This article started life as a brief exercise in dragging my balls over the face of Ayn Rand and anyone who likes her, or her half-baked philosophy. Unable to help myself, it turned into an assault on the core assumptions of objectivism, libertarianism, and liberalism more broadly. The germ of this essay is a sort of response to a Twitter user who idolizes Ayn Rand, is a materialist atheist, and is, as follows from the preceding two statements, a moral derelict. Hopefully there’s not anyone in this woman’s life who relies on her having any sort of integrity, because her idol certainly didn’t.
Libertarianism, broadly defined, is the political philosophy of limited government and maximal human liberty. In short, it is the ideology of having the “freedom to.” You can put just about anything you like after the word “to.” Sitting at the core of this philosophy is the notion that liberty is inherently good, and impinging upon liberty may sometimes be a necessary evil, but an evil nevertheless. “Liberty” and “freedom” in this context are ill-defined terms by design. A philosophy of total freedom doesn’t dictate to anyone what “freedom” means to them, so long as any given person’s freedom doesn’t impinge upon anyone else’s “freedom.” We’ll see how deeply flawed this idea is in a few paragraphs.
Objectivism is the libertarian denomination particular to Ayn Rand. Rand was a Russian Jew who fled the Soviet Union for the United States. Naturally, this had an enormous impact on her personal philosophy, and led her to the belief that unencumbered individual will was the ultimate good in the universe.

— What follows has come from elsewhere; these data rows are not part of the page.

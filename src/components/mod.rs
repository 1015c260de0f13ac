#![allow(clippy::needless_pass_by_value)]

pub mod app;
pub mod map_canvas;
pub mod prompt_dialog;
pub mod report_detail;
pub mod report_map;
pub mod report_source;
pub mod reports_list;
pub mod route_editor;
pub mod toast;
pub mod window;
use crate::constants::COORDINATE_PRECISION;
use crate::error::EditorError;
use serde::{Deserialize, Serialize};

/// Rounds a coordinate component to the fixed editing precision
#[must_use]
pub fn round_coordinate(value: f64) -> f64 {
    let factor = 10f64.powi(COORDINATE_PRECISION);
    (value * factor).round() / factor
}

#[must_use]
pub fn is_valid_coordinate(lat: f64, lng: f64) -> bool {
    lat.is_finite() && lng.is_finite() && (-90.0..=90.0).contains(&lat) && (-180.0..=180.0).contains(&lng)
}

/// A geographic position in degrees
#[derive(Debug, Clone, Copy, PartialEq, Serialize, Deserialize)]
pub struct LatLng {
    pub lat: f64,
    pub lng: f64,
}

/// Correction points share the position shape and carry no label
pub type CorrectionPoint = LatLng;

impl LatLng {
    /// Validate user input and round it to the editing precision
    ///
    /// # Errors
    ///
    /// Returns `InvalidCoordinate` if either component is out of range or not finite
    pub fn new(lat: f64, lng: f64) -> Result<Self, EditorError> {
        if !is_valid_coordinate(lat, lng) {
            return Err(EditorError::InvalidCoordinate { lat, lng });
        }
        Ok(Self {
            lat: round_coordinate(lat),
            lng: round_coordinate(lng),
        })
    }

    /// Check range without rounding; used for positions loaded from documents
    ///
    /// # Errors
    ///
    /// Returns `InvalidCoordinate` if either component is out of range or not finite
    pub fn validated(self) -> Result<Self, EditorError> {
        if is_valid_coordinate(self.lat, self.lng) {
            Ok(self)
        } else {
            Err(EditorError::InvalidCoordinate { lat: self.lat, lng: self.lng })
        }
    }

    /// `[lng, lat]` order used by GeoJSON and routing services
    #[must_use]
    pub const fn to_lng_lat(self) -> [f64; 2] {
        [self.lng, self.lat]
    }

    #[must_use]
    pub const fn from_lng_lat([lng, lat]: [f64; 2]) -> Self {
        Self { lat, lng }
    }
}

impl TryFrom<(f64, f64)> for LatLng {
    type Error = EditorError;

    fn try_from((lat, lng): (f64, f64)) -> Result<Self, Self::Error> {
        Self::new(lat, lng)
    }
}

/// Serialize an optional path as `[[lat, lng], ...]`
pub(crate) mod lat_lng_pairs {
    use super::LatLng;
    use serde::{Deserialize, Deserializer, Serializer};

    #[allow(clippy::ref_option)]
    pub fn serialize<S>(path: &Option<Vec<LatLng>>, serializer: S) -> Result<S::Ok, S::Error>
    where
        S: Serializer,
    {
        match path {
            Some(points) => serializer.collect_seq(points.iter().map(|p| [p.lat, p.lng])),
            None => serializer.serialize_none(),
        }
    }

    pub fn deserialize<'de, D>(deserializer: D) -> Result<Option<Vec<LatLng>>, D::Error>
    where
        D: Deserializer<'de>,
    {
        let pairs = Option::<Vec<[f64; 2]>>::deserialize(deserializer)?;
        Ok(pairs.map(|pairs| pairs.into_iter().map(|[lat, lng]| LatLng { lat, lng }).collect()))
    }
}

Rand describes her philosophy as such: “My philosophy, in essence, is the concept of man as a heroic being, with his own happiness as the moral purpose of his life, with productive achievement as his noblest activity, and reason as his only absolute.” Those readers familiar with studies regarding brain function might see how some of the cracks in this idea will form.
Objectivism starts with the notion that reality exists regardless of perception, and that perception is used to apprehend reality, though sometimes in a flawed manner. So far so good. The philosophy then jumps to declaring “rational self-interest” as the highest good, that the primary virtue of objectivism is “rationality,” and that the only true moral obligation a person has is to his own well-being. Here we start to see cracks form.
Having now satisfactorily defined both libertarianism and objectivism, I can now proceed to fatally undermine them.
I think it’s fair to say that most libertarians are materialist atheists. Objectivism is an explicitly materialist atheist philosophy. The assumption of atheism lurks unnoticed behind every part of libertarianism, and renders the ideology down into rank hedonism. Atheism cannot ground objective moral values and duties. That is to say, an atheist cannot give a compelling reason why anyone ought to follow their moral precepts, especially if you can get away with violating them. Any claim to morality an atheist or pagan can make is simply them borrowing Christian morality. (Please feel free to borrow faith in Jesus while you’re at it. You might as well. No need to return it, there’s plenty of Him for all of us.) If you’d like to gainsay me on that point, feel free to do so in the comments section.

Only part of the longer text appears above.